Verteidigungsministeriumssprecher Wu Qian sagte bei einer Pressekonferenz in Peking, dass China weiterhin äußerst wachsam sei und sich gegen die Stationierung ausspreche, die erstmals in der Indo-Pazifik-Region erfolgte.
"Die Praktiken der Vereinigten Staaten und der Philippinen bringen die gesamte Region unter das Feuer der Vereinigten Staaten und bringen enorme Kriegsrisiken in die Region", sagte Wu und fügte hinzu, dass dies den regionalen Frieden "ernsthaft untergrub".
"Mittelstreckenraketen sind strategische und offensive Waffen mit starkem kaltem Kriegscharakter", sagte Wu.

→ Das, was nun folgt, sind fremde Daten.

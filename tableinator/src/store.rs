//! PostgreSQL-backed relational store: one hash-skip probe plus one bulk upsert per batch, per
//! data type (§4.6). Each of the four tables is `(hash TEXT NOT NULL, data_id TEXT PRIMARY KEY,
//! data JSONB NOT NULL)`, created idempotently at startup.

use crate::record::TableRecord;
use discogsography_common::DataType;
use sqlx::postgres::{PgPoolOptions, PgRow};
use sqlx::{Postgres, Row, Transaction};
use std::collections::HashMap;
use thiserror::Error;
use tracing::debug;

/// Errors a batch write can fail with, collapsed to the two kinds the batch processor cares
/// about: connection-shaped failures (mirroring the reference's `InterfaceError`/
/// `OperationalError`) that warrant re-queuing the whole batch, and everything else, which
/// only warrants a nack.
#[derive(Debug, Error)]
pub enum TableError {
    #[error("postgres connection unavailable: {0}")]
    Transient(String),
    #[error("postgres write failed: {0}")]
    Other(String),
}

impl TableError {
    fn classify(err: sqlx::Error) -> Self {
        match &err {
            sqlx::Error::Io(_) | sqlx::Error::PoolTimedOut | sqlx::Error::PoolClosed | sqlx::Error::WorkerCrashed => {
                TableError::Transient(err.to_string())
            }
            _ => TableError::Other(err.to_string()),
        }
    }
}

pub struct PostgresStore {
    pool: sqlx::PgPool,
}

impl PostgresStore {
    pub async fn connect(dsn: &str, pool_size: u32) -> Result<Self, TableError> {
        let pool = PgPoolOptions::new().max_connections(pool_size).connect(dsn).await.map_err(TableError::classify)?;
        Ok(Self { pool })
    }

    /// `CREATE TABLE IF NOT EXISTS <type>(hash TEXT NOT NULL, data_id TEXT PRIMARY KEY, data JSONB NOT NULL)`
    /// for every data type, run once at startup (§3.4).
    pub async fn ensure_tables(&self) -> Result<(), TableError> {
        for data_type in DataType::all() {
            let ddl = format!(
                "CREATE TABLE IF NOT EXISTS {table} (hash TEXT NOT NULL, data_id TEXT PRIMARY KEY, data JSONB NOT NULL)",
                table = table_name(data_type)
            );
            sqlx::query(&ddl).execute(&self.pool).await.map_err(TableError::classify)?;
        }
        Ok(())
    }

    /// `SELECT data_id, hash FROM <type> WHERE data_id = ANY($1)` (§4.6 step 1).
    async fn fetch_hashes(&self, data_type: DataType, ids: &[String]) -> Result<HashMap<String, String>, TableError> {
        if ids.is_empty() {
            return Ok(HashMap::new());
        }
        let query = format!("SELECT data_id, hash FROM {table} WHERE data_id = ANY($1)", table = table_name(data_type));
        let rows: Vec<PgRow> = sqlx::query(&query).bind(ids).fetch_all(&self.pool).await.map_err(TableError::classify)?;

        let mut hashes = HashMap::with_capacity(rows.len());
        for row in rows {
            let data_id: String = row.try_get("data_id").map_err(TableError::classify)?;
            let hash: String = row.try_get("hash").map_err(TableError::classify)?;
            hashes.insert(data_id, hash);
        }
        Ok(hashes)
    }

    /// Filters `records` to those whose hash changed, then bulk-upserts the survivors inside
    /// one transaction via `INSERT ... ON CONFLICT (data_id) DO UPDATE` (§4.6 steps 2-3).
    /// Returns the number of rows actually written.
    pub async fn upsert(&self, data_type: DataType, records: &[TableRecord]) -> Result<usize, TableError> {
        let ids: Vec<String> = records.iter().map(|r| r.data_id.clone()).collect();
        let existing = self.fetch_hashes(data_type, &ids).await?;

        let to_write: Vec<&TableRecord> = records.iter().filter(|r| existing.get(&r.data_id) != Some(&r.sha256)).collect();
        if to_write.is_empty() {
            debug!("⏩ All {} in batch already up to date", data_type);
            return Ok(0);
        }

        let mut txn: Transaction<'_, Postgres> = self.pool.begin().await.map_err(TableError::classify)?;
        let query = format!(
            "INSERT INTO {table} (hash, data_id, data) VALUES ($1, $2, $3) \
             ON CONFLICT (data_id) DO UPDATE SET hash = EXCLUDED.hash, data = EXCLUDED.data",
            table = table_name(data_type)
        );
        for record in &to_write {
            sqlx::query(&query)
                .bind(&record.sha256)
                .bind(&record.data_id)
                .bind(&record.data)
                .execute(&mut *txn)
                .await
                .map_err(TableError::classify)?;
        }
        txn.commit().await.map_err(TableError::classify)?;

        Ok(to_write.len())
    }
}

/// Table name is always one of the four fixed [`DataType`] spellings, never user input, so
/// direct interpolation into DDL/DML is safe.
fn table_name(data_type: DataType) -> &'static str {
    data_type.as_str()
}

#[cfg(test)]
mod tests {
    use super::*;

    #[test]
    fn table_names_match_data_type_spelling() {
        assert_eq!(table_name(DataType::Artists), "artists");
        assert_eq!(table_name(DataType::Releases), "releases");
    }
}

China stationiert seine eigenen fortschrittlichen Mittelstreckenraketen als Teil eines umfangreichen konventionellen ballistischen Raketenarsenals.
Die USA gaben letzten Monat bekannt, dass sie ihr Typhon-Raketensystem auf den Philippinen im Rahmen ihrer Balikatan- oder "Schulter-an-Schulter"-Militärübungen stationiert haben.
Der philippinische Militäroffizier Oberst Michael Logico sagte im April, dass das Raketensystem, das Tomahawk-Landangriffs- und SM-6-Raketen abfeuern kann, nach Laoag City in der Provinz Ilocos Norte im Norden der Philippinen gebracht wurde.
Die philippinische und US-amerikanische Militär feuerten das Raketensystem während der Übungen nicht ab, aber Logico sagte, es sei verschifft worden, um die Machbarkeit des Transports des 40 Tonnen schweren Waffensystems per Luft zu testen.